[Instructions for the task]
Repeat the whole of the data, keeping every detail the same.
- - - -
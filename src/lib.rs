#![warn(missing_docs)]
//! Interfaces for goal-conditioned reinforcement learning environments.
//!
//! The central trait is [`GoalEnv`], which layers goal sampling, success
//! detection and distance-based rewards on top of an environment whose
//! simulation loop is owned by the caller. Environments that can compute
//! rewards over whole batches of transitions additionally implement
//! [`BatchGoalRewardEnv`].
//!
//! Goals and observations are dictionaries mapping [`GoalKey`]s to
//! [`ndarray`] arrays; [`BatchGoalDict`] carries a leading batch dimension.
pub mod dummy;
pub mod error;
pub mod record;
pub mod util;

mod base;
pub use base::{
    Act, BatchGoalDict, BatchGoalRewardEnv, GoalDict, GoalEnv, GoalEnvConfig, GoalInfo, GoalKey,
    GoalStep, Info, RewardType,
};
- - - -
[Result of this task]
filename src/lib.rs
#![warn(missing_docs)]
//! Interfaces for goal-conditioned reinforcement learning environments.
//!
//! The central trait is [`GoalEnv`], which layers goal sampling, success
//! detection and distance-based rewards on top of an environment whose
//! simulation loop is owned by the caller. Environments that can compute
//! rewards over whole batches of transitions additionally implement
//! [`BatchGoalRewardEnv`].
//!
//! Goals and observations are dictionaries mapping [`GoalKey`]s to
//! [`ndarray`] arrays; [`BatchGoalDict`] carries a leading batch dimension.
pub mod dummy;
pub mod error;
pub mod record;
pub mod util;

mod base;
pub use base::{
    Act, BatchGoalDict, BatchGoalRewardEnv, GoalDict, GoalEnv, GoalEnvConfig, GoalInfo, GoalKey,
    GoalStep, Info, RewardType,
};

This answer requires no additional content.